I'm having the same issue with Azure Kubernetes service(1.21 version)
My controller works fine for some time, but then it's start logging Connection reset by peer
errors and after some time - stuck and not reacting to new events
Polls took quite a long time
[2021-10-26 13:44:01,569] kopf.objects [DEBUG ] [default/python37-test8] Handling cycle is finished, waiting for new changes.
[2021-10-26 13:44:06,574] asyncio [INFO ] poll 4999.486 ms took 5004.219 ms: timeout
[2021-10-26 13:48:33,326] asyncio [INFO ] poll took 266750.484 ms: 1 events
[2021-10-26 13:48:33,327] asyncio [DEBUG ] <_SelectorSocketTransport fd=9 read=polling write=<idle, bufsize=0>>: Fatal read error on socket transport
Traceback (most recent call last):
File "/usr/local/lib/python3.7/asyncio/selector_events.py", line 814, in _read_ready__data_received
data = self._sock.recv(self.max_size)
ConnectionResetError: [Errno 104] Connection reset by peer
[2021-10-26 13:48:33,335] asyncio [DEBUG ] poll took 7.351 ms: 1 events
[2021-10-26 13:48:33,335] asyncio [DEBUG ] <_SelectorSocketTransport fd=6 read=polling write=<idle, bufsize=0>>: Fatal read error on socket transport
Traceback (most recent call last):
File "/usr/local/lib/python3.7/asyncio/selector_events.py", line 814, in _read_ready__data_received
data = self._sock.recv(self.max_size)
ConnectionResetError: [Errno 104] Connection reset by peer
[2021-10-26 14:16:24,389] asyncio [INFO ] poll took 1671053.525 ms: 1 events
[2021-10-26 14:16:24,393] asyncio [DEBUG ] poll took 0.569 ms: 1 events
After that, if I add new CRD resource, controller will not log anything and will not react
@Rybue,
Try below settings. It worked in our case.
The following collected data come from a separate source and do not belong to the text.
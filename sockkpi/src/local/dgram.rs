// Local datagram protocol: records delivered into the inbox bound to a name.

use super::{Namespace, is_free, lock, name_of, rcvbuf};
use crate::addr::SockAddr;
use crate::buffer::{Payload, Sink, Transfer};
use crate::error::{SockError, SockResult};
use crate::proto::{Handshake, MsgFlags, ProtocolHandler, RecvMeta, SendMeta};
use crate::socket::Socket;
use std::collections::VecDeque;
use std::sync::{Arc, Mutex};

struct Datagram {
    from: Option<SockAddr>,
    data: Vec<u8>,
    control: Vec<u8>,
}

#[derive(Default)]
struct Queue {
    items: VecDeque<Datagram>,
    bytes: usize,
    closed: bool,
}

/// Datagrams waiting for a bound socket.
#[derive(Default)]
pub(crate) struct Inbox(Mutex<Queue>);

#[derive(Default)]
struct DgramState {
    bound: Option<String>,
    peer: Option<SockAddr>,
}

/// Handler of a local datagram socket.
pub struct LocalDgram {
    names: Arc<Namespace>,
    inbox: Arc<Inbox>,
    state: Mutex<DgramState>,
}

impl LocalDgram {
    pub(crate) fn new(names: Arc<Namespace>) -> Self {
        LocalDgram {
            names,
            inbox: Arc::new(Inbox::default()),
            state: Mutex::new(DgramState::default()),
        }
    }

    fn lookup(&self, addr: &SockAddr) -> SockResult<(Socket, Arc<Inbox>)> {
        let name = name_of(addr)?;
        let names = lock(&self.names.dgrams);
        let (so, inbox) = names.get(&name).ok_or(SockError::AddressUnavailable)?;
        so.upgrade()
            .zip(inbox.upgrade())
            .ok_or(SockError::AddressUnavailable)
    }
}

impl ProtocolHandler for LocalDgram {
    fn bind(&self, so: &Socket, addr: &SockAddr) -> SockResult<SockAddr> {
        let name = name_of(addr)?;
        let mut names = lock(&self.names.dgrams);
        if !is_free(names.get(&name).map(|(so, _)| so)) {
            return Err(SockError::AddressInUse);
        }
        names.insert(name.clone(), (so.downgrade(), Arc::downgrade(&self.inbox)));
        lock(&self.state).bound = Some(name);
        Ok(addr.clone())
    }

    fn connect(&self, _so: &Socket, addr: &SockAddr) -> SockResult<Handshake> {
        self.lookup(addr)?;
        lock(&self.state).peer = Some(addr.clone());
        Ok(Handshake::Complete(Some(addr.clone())))
    }

    fn send(&self, _so: &Socket, payload: &mut Payload<'_>, meta: &SendMeta) -> Transfer {
        let (from, peer) = {
            let st = lock(&self.state);
            let from = st.bound.as_deref().and_then(|n| SockAddr::local(n).ok());
            (from, st.peer.clone())
        };
        let Some(to) = meta.to.clone().or(peer) else {
            return Transfer::failed(SockError::NotConnected);
        };
        let (target, inbox) = match self.lookup(&to) {
            Ok(found) => found,
            Err(e) => return Transfer::failed(e),
        };
        let cap = match rcvbuf(&target) {
            Ok(cap) => cap,
            Err(e) => return Transfer::failed(e),
        };
        let data = payload.peek(usize::MAX);
        if data.len() > cap {
            return Transfer::failed(SockError::InvalidArgument);
        }
        let mut queue = lock(&inbox.0);
        if queue.closed {
            return Transfer::failed(SockError::AddressUnavailable);
        }
        if queue.bytes + data.len() > cap {
            return Transfer::failed(SockError::WouldBlock);
        }
        let len = data.len();
        queue.bytes += len;
        queue.items.push_back(Datagram {
            from,
            data,
            control: meta.control.clone(),
        });
        let queued = queue.bytes;
        drop(queue);
        target.wakeup_read(queued);
        Transfer::done(len)
    }

    fn receive(&self, so: &Socket, sink: &mut Sink<'_, '_>, meta: &mut RecvMeta) -> Transfer {
        let mut queue = lock(&self.inbox.0);
        let peek = meta.request.contains(MsgFlags::PEEK);
        let Some(front) = queue.items.front() else {
            return Transfer::failed(SockError::WouldBlock);
        };
        let (n, truncated) = sink.fill(&front.data);
        meta.from = front.from.clone();
        meta.control = front.control.clone();
        if truncated {
            meta.flags |= MsgFlags::TRUNC;
        }
        if !peek {
            if let Some(taken) = queue.items.pop_front() {
                queue.bytes -= taken.data.len();
            }
        }
        let left = queue.bytes;
        drop(queue);
        so.set_available(left);
        Transfer::done(n)
    }

    fn local_address(&self, _so: &Socket) -> SockResult<SockAddr> {
        match &lock(&self.state).bound {
            Some(name) => SockAddr::local(name),
            None => Err(SockError::Unsupported),
        }
    }

    fn peer_address(&self, _so: &Socket) -> SockResult<SockAddr> {
        lock(&self.state).peer.clone().ok_or(SockError::NotConnected)
    }

    fn close(&self, so: &Socket) {
        {
            let mut queue = lock(&self.inbox.0);
            queue.closed = true;
            queue.items.clear();
            queue.bytes = 0;
        }
        let bound = lock(&self.state).bound.take();
        if let Some(name) = bound {
            let mut names = lock(&self.names.dgrams);
            let ours = names
                .get(&name)
                .and_then(|(s, _)| s.upgrade())
                .is_some_and(|s| s == *so);
            if ours {
                names.remove(&name);
            }
        }
    }
}
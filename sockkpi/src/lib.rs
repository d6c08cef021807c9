// Public modules and re-exports
pub mod addr;
pub mod buffer;
pub mod config;
pub mod control;
pub mod error;
pub mod local;
pub mod options;
pub mod proto;
pub mod socket;
pub mod stack;
pub mod tclass;
pub mod upcall;

pub use addr::{Domain, MAX_LOCAL_NAME, SockAddr, SockKind, SockType};
pub use buffer::{IoVec, IoVecMut, Payload, Sink, Transfer};
pub use config::KpiConfig;
pub use control::Ancillary;
pub use error::{SockError, SockResult};
pub use lifecycle::Received;
pub use options::{OptDirection, SockOpt};
pub use proto::{
    Control, Handshake, MsgFlags, ProtocolFactory, ProtocolHandler, RecvMeta, Registry,
    RegistryBuilder, SendMeta,
};
pub use socket::{BASE_REFS, BufFlags, OptFlags, SockBuf, SockCore, SockState, Socket, WeakSocket};
pub use stack::{Stack, StatsSnapshot};
pub use tclass::TrafficClass;
pub use upcall::{SockEvents, Upcall, UpcallCtx, UpcallMode, Upcalls};

// Internal modules, hidden from documentation
mod accept_queue;
#[doc(hidden)]
pub mod completion;
#[doc(hidden)]
pub mod lifecycle;

#[cfg(test)]
mod tests;
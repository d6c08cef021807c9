#![cfg(test)]

use super::support::{handler, inet, stack};
use crate::*;
use std::net::Shutdown;

fn listener(stack: &Stack, backlog: u32) -> Socket {
    let so = stack.create(Domain::Inet, SockType::Stream, 0).unwrap();
    so.bind(&inet(9000)).unwrap();
    so.listen(backlog).unwrap();
    so
}

#[test]
fn test_accept_in_completion_order() {
    let (stack, probe) = stack(None);
    let ls = listener(&stack, 8);
    let c1 = ls.spawn_connection(handler(&probe)).unwrap();
    let c2 = ls.spawn_connection(handler(&probe)).unwrap();
    let c3 = ls.spawn_connection(handler(&probe)).unwrap();
    assert_eq!(ls.accept_queue_len(), 3);
    assert_eq!(c1.state(), SockState::Connecting);
    assert_eq!(c1.listener(), Some(ls.clone()));

    assert!(matches!(ls.accept(MsgFlags::DONTWAIT), Err(SockError::WouldBlock)));

    c2.set_connected(Some(inet(40002))).unwrap();
    c1.set_connected(Some(inet(40001))).unwrap();
    c3.set_connected(Some(inet(40003))).unwrap();

    let order: Vec<u64> = (0..3)
        .map(|_| ls.accept(MsgFlags::DONTWAIT).unwrap().id())
        .collect();
    assert_eq!(order, vec![c2.id(), c1.id(), c3.id()]);
    assert_eq!(ls.accept_queue_len(), 0);
    assert!(matches!(ls.accept(MsgFlags::DONTWAIT), Err(SockError::WouldBlock)));

    assert_eq!(c1.listener(), None);
    assert_eq!(c1.peer_address().unwrap(), inet(40001));
    assert_eq!(c1.local_address().unwrap(), inet(9000));
}

#[test]
fn test_backlog_limit() {
    let (stack, probe) = stack(None);
    let ls = listener(&stack, 1);
    let first = ls.spawn_connection(handler(&probe)).unwrap();
    let full = ls.spawn_connection(handler(&probe));
    assert!(matches!(full, Err(SockError::ResourceExhausted)));
    // The rejected child was created and destroyed.
    assert_eq!(stack.stats().created, 3);
    assert_eq!(stack.stats().destroyed, 1);
    assert_eq!(probe.closes(), 1);

    first.set_connected(None).unwrap();
    assert!(ls.spawn_connection(handler(&probe)).is_err());
    let accepted = ls.accept(MsgFlags::empty()).unwrap();
    assert_eq!(accepted, first);
    assert!(ls.spawn_connection(handler(&probe)).is_ok());
}

#[test]
fn test_backlog_is_clamped() {
    let config = KpiConfig {
        max_backlog: Some(2),
        ..KpiConfig::default()
    };
    let (stack, probe) = stack(Some(config));
    let ls = listener(&stack, 100);
    ls.spawn_connection(handler(&probe)).unwrap();
    ls.spawn_connection(handler(&probe)).unwrap();
    assert!(matches!(
        ls.spawn_connection(handler(&probe)),
        Err(SockError::ResourceExhausted)
    ));
}

#[test]
fn test_failed_handshake_leaves_queue() {
    let (stack, probe) = stack(None);
    let ls = listener(&stack, 4);
    let child = ls.spawn_connection(handler(&probe)).unwrap();
    child.set_disconnected(Some(SockError::ConnectionAborted)).unwrap();
    assert!(child.is_destroyed());
    assert_eq!(ls.accept_queue_len(), 0);
    assert_eq!(probe.closes(), 1);
}

#[test]
fn test_reset_after_completion_leaves_queue() {
    let (stack, probe) = stack(None);
    let ls = listener(&stack, 4);
    let child = ls.spawn_connection(handler(&probe)).unwrap();
    child.set_connected(None).unwrap();
    child.set_disconnected(Some(SockError::ConnectionAborted)).unwrap();
    assert!(child.is_destroyed());
    assert!(matches!(ls.accept(MsgFlags::DONTWAIT), Err(SockError::WouldBlock)));
}

#[test]
fn test_close_listener_destroys_queued() {
    let (stack, probe) = stack(None);
    let ls = listener(&stack, 4);
    let done = ls.spawn_connection(handler(&probe)).unwrap();
    let embryo = ls.spawn_connection(handler(&probe)).unwrap();
    done.set_connected(None).unwrap();
    ls.close().unwrap();
    assert!(done.is_destroyed());
    assert!(embryo.is_destroyed());
    assert!(ls.is_destroyed());
    assert_eq!(probe.closes(), 3);
    assert_eq!(stack.stats().destroyed, 3);
    assert_eq!(stack.stats().open, 0);
}

#[test]
fn test_accept_state_errors() {
    let (stack, probe) = stack(None);
    let so = stack.create(Domain::Inet, SockType::Stream, 0).unwrap();
    assert!(matches!(so.accept(MsgFlags::DONTWAIT), Err(SockError::InvalidArgument)));
    assert!(matches!(
        so.spawn_connection(handler(&probe)),
        Err(SockError::InvalidArgument)
    ));

    let dg = stack.create(Domain::Inet, SockType::Datagram, 0).unwrap();
    assert!(matches!(dg.listen(4), Err(SockError::Unsupported)));

    let ls = listener(&stack, 4);
    ls.shutdown(Shutdown::Both).unwrap();
    assert!(matches!(ls.accept(MsgFlags::empty()), Err(SockError::ConnectionAborted)));
    assert!(matches!(
        ls.spawn_connection(handler(&probe)),
        Err(SockError::ConnectionAborted)
    ));
}

#[test]
fn test_accepted_child_setup() {
    let (stack, probe) = stack(None);
    let ls = listener(&stack, 4);
    ls.set_traffic_class(TrafficClass::Vi).unwrap();
    ls.setsockopt(options::SOL_SOCKET, options::SO_KEEPALIVE, &1i32.to_ne_bytes())
        .unwrap();
    let child = ls.spawn_connection(handler(&probe)).unwrap();
    child.set_connected(None).unwrap();
    assert_eq!(stack.stats().open, 1);

    let child = ls.accept(MsgFlags::empty()).unwrap();
    assert_eq!(stack.stats().open, 2);
    assert_eq!(child.traffic_class(), TrafficClass::Vi);
    let keepalive = child
        .getsockopt(options::SOL_SOCKET, options::SO_KEEPALIVE, 4)
        .unwrap();
    assert_eq!(keepalive, 1i32.to_ne_bytes());
    let acceptconn = child
        .getsockopt(options::SOL_SOCKET, options::SO_ACCEPTCONN, 4)
        .unwrap();
    assert_eq!(acceptconn, 0i32.to_ne_bytes());
    assert_eq!(child.owner(), std::process::id());

    child.close().unwrap();
    assert!(child.is_destroyed());
    assert!(!ls.is_destroyed());
}
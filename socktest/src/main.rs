use anyhow::{Context, bail};
use socktest::{echo, run_with_echo_server};
use std::env;
use std::io;

const NAME: &str = "socktest.echo";

#[tokio::main]
async fn main() -> anyhow::Result<()> {
    env_logger::builder()
        .filter_level(log::LevelFilter::Info)
        .init();

    let args: Vec<String> = env::args().collect();
    if args.len() > 2 {
        eprintln!("Usage: {} [clients]", args[0]);
        bail!("invalid number of arguments");
    }
    let clients: usize = match args.get(1) {
        Some(arg) => arg.parse().context("client count must be a number")?,
        None => 8,
    };

    let served = run_with_echo_server(NAME, |bed| async move {
        let mut tasks = Vec::with_capacity(clients);
        for i in 0..clients {
            let bed = bed.clone();
            tasks.push(tokio::task::spawn_blocking(move || {
                let message = format!("hello from client {i}");
                let reply = echo::run_echo_client(&bed, NAME, message.as_bytes())?;
                if reply != message.as_bytes() {
                    return Err(io::Error::other(format!("client {i}: echo mismatch")));
                }
                Ok(())
            }));
        }
        for task in tasks {
            task.await.map_err(io::Error::other)??;
        }
        Ok::<(), io::Error>(())
    })
    .await
    .context("echo run failed")?;

    log::info!("{served} of {clients} connections served");
    if served != clients {
        bail!("server finished {served} connections, expected {clients}");
    }
    Ok(())
}
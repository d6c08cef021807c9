// Local stream protocol: two bounded byte pipes per connection.

use super::{Namespace, is_free, lock, name_of, rcvbuf};
use crate::addr::SockAddr;
use crate::buffer::{Payload, Sink, Transfer};
use crate::error::{SockError, SockResult};
use crate::proto::{Handshake, MsgFlags, ProtocolHandler, RecvMeta, SendMeta};
use crate::socket::{Socket, WeakSocket};
use std::collections::VecDeque;
use std::net::Shutdown;
use std::sync::{Arc, Mutex};

struct PipeInner {
    buf: VecDeque<u8>,
    cap: usize,
    /// The writer will write no more.
    writer_done: bool,
    /// The reader will read no more.
    reader_done: bool,
}

/// One direction of a connection.
pub(crate) struct Pipe(Mutex<PipeInner>);

impl Pipe {
    fn new(cap: usize) -> Arc<Self> {
        Arc::new(Pipe(Mutex::new(PipeInner {
            buf: VecDeque::new(),
            cap,
            writer_done: false,
            reader_done: false,
        })))
    }
}

#[derive(Default)]
struct StreamState {
    /// Name this socket bound, and therefore owns in the name space.
    bound: Option<String>,
    rx: Option<Arc<Pipe>>,
    tx: Option<Arc<Pipe>>,
    peer: Option<WeakSocket>,
}

/// Handler of a local stream socket.
pub struct LocalStream {
    names: Arc<Namespace>,
    state: Mutex<StreamState>,
}

impl LocalStream {
    pub(crate) fn new(names: Arc<Namespace>) -> Self {
        LocalStream {
            names,
            state: Mutex::new(StreamState::default()),
        }
    }

    /// Handler of the accepting side of a new connection. The peer is linked only after the
    /// listener has queued the child.
    fn accepted(names: Arc<Namespace>, rx: Arc<Pipe>, tx: Arc<Pipe>) -> Self {
        LocalStream {
            names,
            state: Mutex::new(StreamState {
                bound: None,
                rx: Some(rx),
                tx: Some(tx),
                peer: None,
            }),
        }
    }

    fn pipes(&self) -> (Option<Arc<Pipe>>, Option<Arc<Pipe>>, Option<Socket>) {
        let st = lock(&self.state);
        (
            st.rx.clone(),
            st.tx.clone(),
            st.peer.as_ref().and_then(WeakSocket::upgrade),
        )
    }

    fn close_read(&self) {
        let (rx, _, peer) = self.pipes();
        if let Some(rx) = rx {
            let mut pipe = lock(&rx.0);
            pipe.reader_done = true;
            pipe.buf.clear();
        }
        if let Some(peer) = peer {
            peer.wakeup_write(0);
        }
    }

    fn close_write(&self) {
        let (_, tx, peer) = self.pipes();
        if let Some(tx) = tx {
            lock(&tx.0).writer_done = true;
        }
        if let Some(peer) = peer {
            peer.mark_eof();
        }
    }
}

impl ProtocolHandler for LocalStream {
    fn bind(&self, so: &Socket, addr: &SockAddr) -> SockResult<SockAddr> {
        let name = name_of(addr)?;
        let mut names = lock(&self.names.streams);
        if !is_free(names.get(&name)) {
            return Err(SockError::AddressInUse);
        }
        names.insert(name.clone(), so.downgrade());
        lock(&self.state).bound = Some(name);
        Ok(addr.clone())
    }

    fn listen(&self, _so: &Socket, _backlog: u32) -> SockResult<()> {
        if lock(&self.state).bound.is_none() {
            return Err(SockError::InvalidArgument);
        }
        Ok(())
    }

    fn connect(&self, so: &Socket, addr: &SockAddr) -> SockResult<Handshake> {
        let name = name_of(addr)?;
        let listener = lock(&self.names.streams)
            .get(&name)
            .and_then(WeakSocket::upgrade)
            .ok_or(SockError::AddressUnavailable)?;
        if listener == *so {
            return Err(SockError::InvalidArgument);
        }

        let to_server = Pipe::new(rcvbuf(&listener)?);
        let to_client = Pipe::new(rcvbuf(so)?);
        let child_handler = Arc::new(LocalStream::accepted(
            self.names.clone(),
            to_server.clone(),
            to_client.clone(),
        ));
        let child = listener.spawn_connection(child_handler.clone())?;
        lock(&child_handler.state).peer = Some(so.downgrade());
        {
            let mut st = lock(&self.state);
            st.rx = Some(to_client);
            st.tx = Some(to_server);
            st.peer = Some(child.downgrade());
        }
        let me = so.local_address().ok();
        child.set_connected(me)?;
        Ok(Handshake::Complete(Some(addr.clone())))
    }

    fn send(&self, _so: &Socket, payload: &mut Payload<'_>, _meta: &SendMeta) -> Transfer {
        let (_, tx, peer) = self.pipes();
        let Some(tx) = tx else {
            return Transfer::failed(SockError::NotConnected);
        };
        let mut pipe = lock(&tx.0);
        if pipe.reader_done || pipe.writer_done {
            return Transfer::failed(SockError::BrokenPipe);
        }
        let space = pipe.cap.saturating_sub(pipe.buf.len());
        if payload.is_atomic() && payload.remaining() > pipe.cap {
            return Transfer::failed(SockError::InvalidArgument);
        }
        if space == 0 || (payload.is_atomic() && payload.remaining() > space) {
            return Transfer::failed(SockError::WouldBlock);
        }
        let data = payload.peek(space);
        pipe.buf.extend(data.iter().copied());
        let queued = pipe.buf.len();
        drop(pipe);
        if let Some(peer) = peer {
            peer.wakeup_read(queued);
        }
        Transfer::done(data.len())
    }

    fn receive(&self, so: &Socket, sink: &mut Sink<'_, '_>, meta: &mut RecvMeta) -> Transfer {
        let (rx, _, peer) = self.pipes();
        let Some(rx) = rx else {
            return Transfer::failed(SockError::NotConnected);
        };
        let mut pipe = lock(&rx.0);
        if pipe.buf.is_empty() {
            return if pipe.writer_done {
                Transfer::done(0)
            } else {
                Transfer::failed(SockError::WouldBlock)
            };
        }
        let (front, back) = pipe.buf.as_slices();
        let (mut n, _) = sink.fill(front);
        if n == front.len() && !back.is_empty() {
            n += sink.fill(back).0;
        }
        if meta.request.contains(MsgFlags::PEEK) {
            return Transfer::done(n);
        }
        pipe.buf.drain(..n);
        let (left, space) = (pipe.buf.len(), pipe.cap - pipe.buf.len());
        drop(pipe);
        so.set_available(left);
        if let Some(peer) = peer.filter(|_| n > 0) {
            peer.wakeup_write(space);
        }
        Transfer::done(n)
    }

    fn local_address(&self, _so: &Socket) -> SockResult<SockAddr> {
        match &lock(&self.state).bound {
            Some(name) => SockAddr::local(name),
            None => Err(SockError::Unsupported),
        }
    }

    fn shutdown(&self, _so: &Socket, how: Shutdown) -> SockResult<()> {
        if matches!(how, Shutdown::Read | Shutdown::Both) {
            self.close_read();
        }
        if matches!(how, Shutdown::Write | Shutdown::Both) {
            self.close_write();
        }
        Ok(())
    }

    fn close(&self, so: &Socket) {
        self.close_read();
        self.close_write();
        let bound = {
            let mut st = lock(&self.state);
            st.rx = None;
            st.tx = None;
            st.peer = None;
            st.bound.take()
        };
        if let Some(name) = bound {
            let mut names = lock(&self.names.streams);
            if names.get(&name).and_then(WeakSocket::upgrade).as_ref() == Some(so) {
                names.remove(&name);
            }
        }
    }

    fn connected_refs(&self) -> u32 {
        1
    }
}
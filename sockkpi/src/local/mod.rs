//! # Local-Domain Protocols
//!
//! ## Purpose
//!
//! In-process stream and datagram protocols for `Domain::Local`, addressed by name. They are
//! complete `ProtocolHandler` implementations and what the crate's own tests run against.
//!
//! ## How it works
//!
//! `register` creates one name space shared by every socket the registry produces, and
//! installs a factory per socket type. Streams are pairs of bounded byte pipes between the
//! connecting socket and an embryonic child of the listener. Datagrams go into the bounded
//! inbox of the socket bound to the destination name.
//!
//! ## Main components
//!
//! - `register()`: installs both protocols on a `RegistryBuilder`.
//! - `stream::LocalStream`, `dgram::LocalDgram`: the handlers.

mod dgram;
mod stream;

use crate::addr::{Domain, SockAddr, SockKind, SockType};
use crate::error::{SockError, SockResult};
use crate::options::{SO_RCVBUF, SOL_SOCKET};
use crate::proto::{ProtocolHandler, RegistryBuilder};
use crate::socket::{Socket, WeakSocket};
use std::collections::HashMap;
use std::sync::{Arc, Mutex, MutexGuard, PoisonError, Weak};

pub use dgram::LocalDgram;
pub use stream::LocalStream;

/// Protocol number of the local protocols.
pub const LOCAL_PROTOCOL: i32 = 0;

/// Installs the local stream and datagram protocols.
pub fn register(builder: RegistryBuilder) -> RegistryBuilder {
    let names = Arc::new(Namespace::default());
    let streams = names.clone();
    builder
        .register(
            Domain::Local,
            SockType::Stream,
            LOCAL_PROTOCOL,
            move |_kind: SockKind| -> SockResult<Arc<dyn ProtocolHandler>> {
                Ok(Arc::new(LocalStream::new(streams.clone())))
            },
        )
        .register(
            Domain::Local,
            SockType::Datagram,
            LOCAL_PROTOCOL,
            move |_kind: SockKind| -> SockResult<Arc<dyn ProtocolHandler>> {
                Ok(Arc::new(LocalDgram::new(names.clone())))
            },
        )
}

/// Bound names, one table per socket type.
#[derive(Default)]
pub(crate) struct Namespace {
    streams: Mutex<HashMap<String, WeakSocket>>,
    dgrams: Mutex<HashMap<String, (WeakSocket, Weak<dgram::Inbox>)>>,
}

fn lock<T>(m: &Mutex<T>) -> MutexGuard<'_, T> {
    m.lock().unwrap_or_else(PoisonError::into_inner)
}

fn name_of(addr: &SockAddr) -> SockResult<String> {
    addr.local_name()
        .map(str::to_owned)
        .ok_or(SockError::InvalidArgument)
}

/// `SO_RCVBUF` of a socket, the capacity of what is queued towards it.
fn rcvbuf(so: &Socket) -> SockResult<usize> {
    let raw = so.getsockopt(SOL_SOCKET, SO_RCVBUF, 4)?;
    match raw.as_slice() {
        [a, b, c, d] => Ok(i32::from_ne_bytes([*a, *b, *c, *d]).max(1) as usize),
        _ => Err(SockError::InvalidArgument),
    }
}

/// A name is free when nothing live is bound to it.
fn is_free(entry: Option<&WeakSocket>) -> bool {
    entry
        .and_then(WeakSocket::upgrade)
        .is_none_or(|so| so.is_destroyed())
}
use crate::echo;
use crate::scripted::{Script, Scripted};
use sockkpi::{
    Domain, KpiConfig, ProtocolHandler, Registry, SockAddr, SockKind, SockResult, SockType,
    Socket, Stack, local,
};
use std::future::Future;
use std::io::{Error, Result};
use std::sync::Arc;
use tokio_util::sync::CancellationToken;

/// Protocol number the scripted protocol is registered under, for Inet streams.
pub const SCRIPTED_PROTOCOL: i32 = 6;

pub fn init_logger() {
    let _ = env_logger::builder().is_test(true).try_init();
}

/// A stack with the local protocols and the scripted protocol installed.
#[derive(Clone)]
pub struct TestBed {
    pub stack: Stack,
    pub script: Arc<Script>,
}

impl TestBed {
    pub fn new(config: Option<KpiConfig>) -> Self {
        init_logger();
        let script = Script::new();
        let shared = script.clone();
        let registry = local::register(Registry::builder())
            .register(
                Domain::Inet,
                SockType::Stream,
                SCRIPTED_PROTOCOL,
                move |_kind: SockKind| -> SockResult<Arc<dyn ProtocolHandler>> {
                    Ok(Arc::new(Scripted(shared.clone())))
                },
            )
            .build();
        TestBed {
            stack: Stack::new(registry, config),
            script,
        }
    }

    pub fn scripted(&self) -> SockResult<Socket> {
        self.stack.create(Domain::Inet, SockType::Stream, 0)
    }

    pub fn local_stream(&self) -> SockResult<Socket> {
        self.stack.create(Domain::Local, SockType::Stream, 0)
    }

    pub fn local_dgram(&self) -> SockResult<Socket> {
        self.stack.create(Domain::Local, SockType::Datagram, 0)
    }

    /// A local stream socket bound to `name` and listening.
    pub fn listener(&self, name: &str, backlog: u32) -> SockResult<Socket> {
        let so = self.local_stream()?;
        so.bind(&SockAddr::local(name)?)?;
        so.listen(backlog)?;
        Ok(so)
    }
}

/// Runs `test` against an echo server listening on the local name `name`.
///
/// # Returns
/// The number of connections the server served to completion.
pub async fn run_with_echo_server<F, Fut>(name: &str, test: F) -> Result<usize>
where
    F: FnOnce(TestBed) -> Fut,
    Fut: Future<Output = Result<()>>,
{
    let bed = TestBed::new(None);
    let listener = bed.listener(name, 0)?;
    log::info!("echo server listening on {name}");
    let token = CancellationToken::new();
    let server = {
        let (listener, token) = (listener.clone(), token.clone());
        tokio::task::spawn_blocking(move || echo::run_echo_server(&listener, token))
    };

    let outcome = test(bed.clone()).await;
    token.cancel();
    let served = server.await.map_err(Error::other)?;
    listener.close()?;
    if let Err(e) = &outcome {
        log::error!("echo test failed: {e}");
    }
    outcome?;
    served
}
@kopf.on.startup() def configure(settings: kopf.OperatorSettings, **_): settings.watching.server_timeout = 60 settings.watching.connect_timeout = 60
Thanks @shivamverma182, I will try it this week
I have the same issue on AKS 1.21.2 (kopf 1.35.2, python 3.9) I'm trying @shivamverma182 settings right now and I will report soon.
I got a similar short timeout issue with a "watch-only" operator without kopf involved on AKS too
Thanks for this report !
It works with 60 seconds timeout. I tried 180 seconds (3 min) and it is working too.
The reason about that has been discussed here : https://github.com/Azure/AKS/issues/1755
It seems that around 4 min 10sec, the connection is dropped by a network component (SLB/BLB). It will send a TCP Reset but this is not detected by kopf which is not able to reconnect. https://github.com/Azure/AKS/issues/1755#issuecomment-712804832
It seems that TCP Keepalive needs to be set: https://github.com/Azure/AKS/issues/1755#issuecomment-719329135
But for now those settings seems to work (something around 225 should do it too): settings.watching.server_timeout = 180 settings.watching.connect_timeout = 180
I have looked into how SO_KEEPALIVE can be activated client-side in aiohttp or asyncio. It seems not so straightforward — and the complications come from the level of asyncio:
aiohttp
seems uses a little trick that works on the default event loop of asyncio, but is not guaranteed to work on alternative event loops (e.g. uvloop — to be checked):
But that flag — tcp_keepalive=True
— is only available for aiohttp servers, not clients. And it is "on" by default, by the way.
Worth noting: aiohttp also mentions some "keepalive connections" — but this looks more like socket reuse with possible cooldown times between uses (if I understood it properly). This is not the same as "keepalive sockets".
Yet it seems possible to create a client-side TCPConnector that overrides that socket flag for Kopf's own connections (primarily the streaming ones, but also all of them for simplicity). I have made a PR — can you please try it?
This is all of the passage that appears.